I was taken aback. The monster had a sense of humor. Who would have thought?
Nan arrived with the pie; it was steaming hot, with chunks of overcooked meat that I didn’t examine closely. I was too famished to care, digging in with my blade and hands.
Scarcliff leaned back in his chair. It was a big tattered thing, with dirty flattened cushions and squat legs, but he presided upon it like a lord in his castle. After taking several loud sniffs at my pie, the dog curled back at his feet. It was definitely his. This was his spot. He must come here often. He probably felt comfortable among the foreign sailors and dockside workers, the pox-scarred whores and local thugs; certainly, it was more his style than that bizarre scenario Courtenay favored in Southwark.
He gave me a jagged-toothed sneer as I wiped my mouth. “That good, eh?”
“The worst pie I’ve ever eaten,” I said. As the food settled in my belly, I began to feel the aftereffects of my encounter with Lord Robert; my every muscle was starting to ache. “I should get going before I’m too stiff to move,” I added.
“What’s the rush? Here, one more for the road. It’s bitter as an old snatch out there; man’s got to keep his bollocks warm.” He poured again from the flagon. He seemed to have a limitless capacity for the stuff; he’d drunk three full tankards in the short time it had taken me to finish the pie. I’d already had one and normally wouldn’t have indulged in more. The beverage was so fermented it guaranteed a temple-splitting headache, and the last thing I needed was to lose myself in drunkenness. We still had to ride together through the city at night; despite his genial manner, I wasn’t entirely convinced Scarcliff didn’t harbor nefarious motives. I wouldn’t put it past Courtenay to have ordered that if I made it out of the Tower in one piece he was to make certain I didn’t make it back to Whitehall. Nevertheless, I found myself clanking my tankard against his and joining him in four more rounds, until I felt the ale sloshing in my gut and the room whirled.

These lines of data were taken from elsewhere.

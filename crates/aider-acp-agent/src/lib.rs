//! ACP agent that exposes aider over the Agent Client Protocol.
//!
//! Speaks JSON-RPC on stdio toward the client and drives aider processes
//! through `aider-acp-core` on the other side.
//!
//! # Components
//! - `agent`: the `Agent` trait implementation and session event pump
//! - `render`: formatting of classified output into displayable text

mod agent;
mod render;

use std::rc::Rc;

use agent_client_protocol::AgentSideConnection;
use tokio_util::compat::{TokioAsyncReadCompatExt, TokioAsyncWriteCompatExt};
use tracing::info;

pub use agent::AiderAgent;

/// Model identifier passed to aider when none is configured.
pub const DEFAULT_MODEL: &str = "gemini/gemini-2.5-flash";

/// Runtime configuration for the agent.
#[derive(Debug, Clone)]
pub struct AgentConfig {
    /// Model identifier forwarded to aider via `--model`.
    pub model: String,
    /// Executable spawned for each session.
    pub program: String,
}

/// Serve the agent over stdio until the client disconnects.
pub async fn run(config: AgentConfig) -> anyhow::Result<()> {
    info!(model = %config.model, program = %config.program, "Starting aider ACP agent");

    let agent = Rc::new(AiderAgent::new(config));
    let stdin = tokio::io::stdin().compat();
    let stdout = tokio::io::stdout().compat_write();

    // The protocol connection is not Send, so everything runs on one
    // thread inside a LocalSet.
    let local = tokio::task::LocalSet::new();
    local
        .run_until(async move {
            let (connection, io_task) =
                AgentSideConnection::new(agent.clone(), stdout, stdin, |fut| {
                    tokio::task::spawn_local(fut);
                });
            agent.attach_connection(Rc::new(connection));
            io_task
                .await
                .map_err(|e| anyhow::anyhow!("ACP I/O error: {}", e))
        })
        .await?;

    info!("Client disconnected, shutting down");
    Ok(())
}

Finally I tossed some coin on the table for my share and he slapped his other half down. He gave Nan a pinch on her ample buttocks, and she slapped him playfully; then he threw on his cloak and oversized cap before he reached down to scratch the mastiff under its chin. I heard him mutter, “You be a good dog till I get back.” Then he lifted his one good eye and said, “Night’s not getting any warmer.”
I followed him outside into the backyard stalls. Cinnabar whinnied in greeting, nuzzling me. I used a mounting block-my thighs were raw, as if I’d ripped every tendon-and checked for my sword in its scabbard. It was still there, hanging from my saddle. Scarcliff paid the urchin who had tended the horses and swung up onto his massive bay.